しかしこんな折だと余計に他人の身勝手な振る舞いは目につきやすく批判したくなるものです。

お釈迦様のことばに

「他人の邪曲よこしまを観るなかれ、他人のこれを作し、かれの何をさざるかを、観るなかれ、ただおのれの何をし、何を作さざりしを、想うべし。」

とあります。

 他人のあら捜しをするよりまず自分自身と真剣にむきあうことが大事との格言です。

今回の自粛生活の中では新たなご自分を発見された方も多いかと存じます。

 今まではあまり気にならない方のことが思い出されたり、亡くなられたあの方のことが浮かんだり。

他人と会わない分だけ私たちの想いはふくらんでゆくのかもしれません。それをこれからどうなるのかという思いとが相まって不安な方も多いかもしれません。

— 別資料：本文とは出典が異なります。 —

use candle_core::{Device, Tensor};
use nalgebra::DMatrix;
use rand::prelude::SliceRandom;
use rand::rngs::StdRng;
use rand::SeedableRng;
use rayon::prelude::*;

pub struct MinibatchData {
    /// cells x genes
    pub input: Tensor,
    /// global row index of each cell in `input`
    pub rows: Vec<usize>,
}

/// `DataLoader` for minibatch learning
pub trait DataLoader {
    fn minibatch_data(
        &self,
        batch_idx: usize,
        target_device: &Device,
    ) -> anyhow::Result<MinibatchData>;

    fn num_minibatch(&self) -> usize;

    fn shuffle_minibatch(&mut self, batch_size: usize) -> anyhow::Result<()>;

    /// Partition the samples in their original order (no shuffling)
    fn arrange_minibatch(&mut self, batch_size: usize) -> anyhow::Result<()>;
}

///
/// A simple data loader for in-memory 2d matrix. Each row will be
/// considered as a feature vector. A loader may cover a subset of
/// rows, but minibatches always report global row indexes.
///
pub struct InMemoryData {
    input_data: Vec<Tensor>,
    shuffled_input_data: Option<Vec<Tensor>>,
    minibatches: Minibatches,
}

impl InMemoryData {
    ///
    /// Create a data loader with the main data tensor `data`
    ///
    pub fn new<D>(data: &D) -> anyhow::Result<Self>
    where
        D: RowsToTensorVec,
    {
        let data = data.rows_to_tensor_vec();
        if data.is_empty() {
            return Err(anyhow::anyhow!("empty data"));
        }
        let rows = (0..data.len()).collect();

        Ok(InMemoryData {
            input_data: data,
            shuffled_input_data: None,
            minibatches: Minibatches {
                samples: rows,
                chunks: vec![],
            },
        })
    }

    ///
    /// A loader over `rows` only, sharing the row tensors of `self`
    ///
    pub fn subset(&self, rows: &[usize]) -> anyhow::Result<Self> {
        if let Some(&r) = rows.iter().find(|&&r| r >= self.input_data.len()) {
            return Err(anyhow::anyhow!(
                "row {} out of range (ntot = {})",
                r,
                self.input_data.len()
            ));
        }

        Ok(InMemoryData {
            input_data: self.input_data.clone(),
            shuffled_input_data: None,
            minibatches: Minibatches {
                samples: rows.to_vec(),
                chunks: vec![],
            },
        })
    }

    pub fn num_samples(&self) -> usize {
        self.minibatches.size()
    }

    pub fn num_features(&self) -> usize {
        self.input_data
            .first()
            .and_then(|x| x.dims().last().copied())
            .unwrap_or(0)
    }

    pub fn samples(&self) -> &[usize] {
        &self.minibatches.samples
    }

    fn preload_chunks(&mut self) -> anyhow::Result<()> {
        let mut shuffled_data = Vec::with_capacity(self.minibatches.chunks.len());
        for samples in self.minibatches.chunks.iter() {
            let chunk: Vec<Tensor> = samples.iter().map(|&i| self.input_data[i].clone()).collect();
            shuffled_data.push(Tensor::cat(&chunk, 0)?);
        }
        self.shuffled_input_data = Some(shuffled_data);
        Ok(())
    }
}

impl DataLoader for InMemoryData {
    fn minibatch_data(
        &self,
        batch_idx: usize,
        target_device: &Device,
    ) -> anyhow::Result<MinibatchData> {
        let shuffled = self
            .shuffled_input_data
            .as_ref()
            .ok_or(anyhow::anyhow!("need to shuffle data"))?;

        match (shuffled.get(batch_idx), self.minibatches.chunks.get(batch_idx)) {
            (Some(input), Some(rows)) => Ok(MinibatchData {
                input: input.to_device(target_device)?,
                rows: rows.clone(),
            }),
            _ => Err(anyhow::anyhow!(
                "invalid index = {} vs. total # = {}",
                batch_idx,
                self.num_minibatch()
            )),
        }
    }

    fn num_minibatch(&self) -> usize {
        self.minibatches.chunks.len()
    }

    fn shuffle_minibatch(&mut self, batch_size: usize) -> anyhow::Result<()> {
        self.minibatches.shuffle_minibatch(batch_size);
        self.preload_chunks()
    }

    fn arrange_minibatch(&mut self, batch_size: usize) -> anyhow::Result<()> {
        self.minibatches.arrange_minibatch(batch_size);
        self.preload_chunks()
    }
}

///
/// A helper `struct` for shuffling and creating minibatch indexes;
/// after `shuffle_minibatch` is called, `chunks` partition indexes.
///
pub struct Minibatches {
    samples: Vec<usize>,
    pub chunks: Vec<Vec<usize>>,
}

impl Minibatches {
    pub fn shuffle_minibatch(&mut self, batch_size: usize) {
        let mut rng = rand::rng();
        self.samples.shuffle(&mut rng);
        self.arrange_minibatch(batch_size);
    }

    pub fn arrange_minibatch(&mut self, batch_size: usize) {
        self.chunks = self
            .samples
            .par_chunks(batch_size.max(1))
            .map(|c| c.to_vec())
            .collect();
    }

    pub fn size(&self) -> usize {
        self.samples.len()
    }
}

/// Train/validation/test fractions; the test split takes the rest
#[derive(Clone, Debug)]
pub struct SplitConfig {
    pub train_frac: f64,
    pub validation_frac: f64,
    pub seed: u64,
}

impl Default for SplitConfig {
    fn default() -> Self {
        Self {
            train_frac: 0.8,
            validation_frac: 0.1,
            seed: 42,
        }
    }
}

#[derive(Clone, Debug)]
pub struct DataSplit {
    pub train: Vec<usize>,
    pub validation: Vec<usize>,
    pub test: Vec<usize>,
}

///
/// Randomly partition `0..nrows` into train, validation and test rows
///
pub fn split_rows(nrows: usize, config: &SplitConfig) -> anyhow::Result<DataSplit> {
    let (ft, fv) = (config.train_frac, config.validation_frac);
    if !(0.0..=1.0).contains(&ft) || !(0.0..=1.0).contains(&fv) || ft + fv > 1.0 + 1e-8 {
        return Err(anyhow::anyhow!(
            "invalid split fractions: train {}, validation {}",
            ft,
            fv
        ));
    }

    let mut rows: Vec<usize> = (0..nrows).collect();
    let mut rng = StdRng::seed_from_u64(config.seed);
    rows.shuffle(&mut rng);

    let ntrain = ((nrows as f64) * ft).round() as usize;
    let ntrain = ntrain.min(nrows);
    let nval = (((nrows as f64) * fv).round() as usize).min(nrows - ntrain);

    if ntrain == 0 {
        return Err(anyhow::anyhow!("no training samples out of {}", nrows));
    }

    let test = rows.split_off(ntrain + nval);
    let validation = rows.split_off(ntrain);

    Ok(DataSplit {
        train: rows,
        validation,
        test,
    })
}

///
/// Convert rows of a matrix to a vector of `Tensor`
///
pub trait RowsToTensorVec {
    fn rows_to_tensor_vec(&self) -> Vec<Tensor>;
}

impl RowsToTensorVec for DMatrix<f32> {
    fn rows_to_tensor_vec(&self) -> Vec<Tensor> {
        let mut idx_data = self
            .row_iter()
            .enumerate()
            .par_bridge()
            .map(|(i, row)| {
                let v = Tensor::from_iter(row.iter().copied(), &Device::Cpu)
                    .and_then(|v| v.reshape((1, row.len())))
                    .expect("failed to create tensor");
                (i, v)
            })
            .collect::<Vec<_>>();

        idx_data.sort_by_key(|(i, _)| *i);
        idx_data.into_iter().map(|(_, t)| t).collect()
    }
}

impl RowsToTensorVec for Tensor {
    fn rows_to_tensor_vec(&self) -> Vec<Tensor> {
        let nrows = self.dims().first().copied().unwrap_or(0);
        (0..nrows)
            .map(|i| self.narrow(0, i, 1).expect("failed to narrow"))
            .collect()
    }
}

#[cfg(test)]
mod tests {
    use super::*;
    use candle_core::DType;

    #[test]
    fn minibatches_cover_every_row_once() -> anyhow::Result<()> {
        let x = Tensor::arange(0_f32, 30_f32, &Device::Cpu)?.reshape((10, 3))?;
        let mut data = InMemoryData::new(&x)?;
        data.shuffle_minibatch(4)?;
        assert_eq!(data.num_minibatch(), 3);

        let mut seen = vec![];
        for b in 0..data.num_minibatch() {
            let mb = data.minibatch_data(b, &Device::Cpu)?;
            let rows = mb.input.to_vec2::<f32>()?;
            for (r, row) in mb.rows.iter().zip(rows.iter()) {
                // row r of `x` starts with 3 * r
                assert_eq!(row[0], (*r * 3) as f32);
            }
            seen.extend(mb.rows);
        }
        seen.sort();
        assert_eq!(seen, (0..10).collect::<Vec<_>>());
        Ok(())
    }

    #[test]
    fn subset_keeps_global_rows() -> anyhow::Result<()> {
        let x = Tensor::ones((6, 2), DType::F32, &Device::Cpu)?;
        let data = InMemoryData::new(&x)?;
        let mut sub = data.subset(&[5, 1, 3])?;
        sub.arrange_minibatch(2)?;
        assert_eq!(sub.num_minibatch(), 2);
        assert_eq!(sub.minibatch_data(0, &Device::Cpu)?.rows, vec![5, 1]);
        assert_eq!(sub.minibatch_data(1, &Device::Cpu)?.rows, vec![3]);
        assert!(data.subset(&[6]).is_err());
        Ok(())
    }

    #[test]
    fn split_partitions_rows() -> anyhow::Result<()> {
        let split = split_rows(
            100,
            &SplitConfig {
                train_frac: 0.7,
                validation_frac: 0.2,
                seed: 1,
            },
        )?;
        assert_eq!(split.train.len(), 70);
        assert_eq!(split.validation.len(), 20);
        assert_eq!(split.test.len(), 10);

        let mut all: Vec<usize> = [split.train, split.validation, split.test].concat();
        all.sort();
        assert_eq!(all, (0..100).collect::<Vec<_>>());

        let too_much = SplitConfig {
            train_frac: 0.9,
            validation_frac: 0.5,
            seed: 0,
        };
        assert!(split_rows(10, &too_much).is_err());
        Ok(())
    }
}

しかし私はこの想いこそが仏さまを感ずる好機でもあると存じます。

静かに自分と向き合った結果、仏さまと会えたような気がする、不安の中にも私をまも生かせてくれる仏さまの存在が確かめられた、

そんな声が多数あると存じます。

それもそのはず、仏さまは私たちがこんな気持ちになることをずっと昔から待っていてくれたからにほかなりません。

 南無阿弥陀仏とおとなえいたしましょう。

阿弥陀佛の救いが私たちに、そして日常を取り戻すために尽力している方々に及ぶことを願うばかりです。

来月はお盆月です。ご先祖さまが大切な方々が私たちのもとに帰ってくれます。

お寺でも感染防止のため今年の棚経は新盆のご霊位など一部を除き本堂でのご回向といたします。詳しくは本紙のご案内をご覧ください。

大変な時代ですが大切な方のお盆をお迎えする私たちのお念仏のこころは変わりません。いつでも、どこでも、どなたでもおとなえ続けて参りましょう。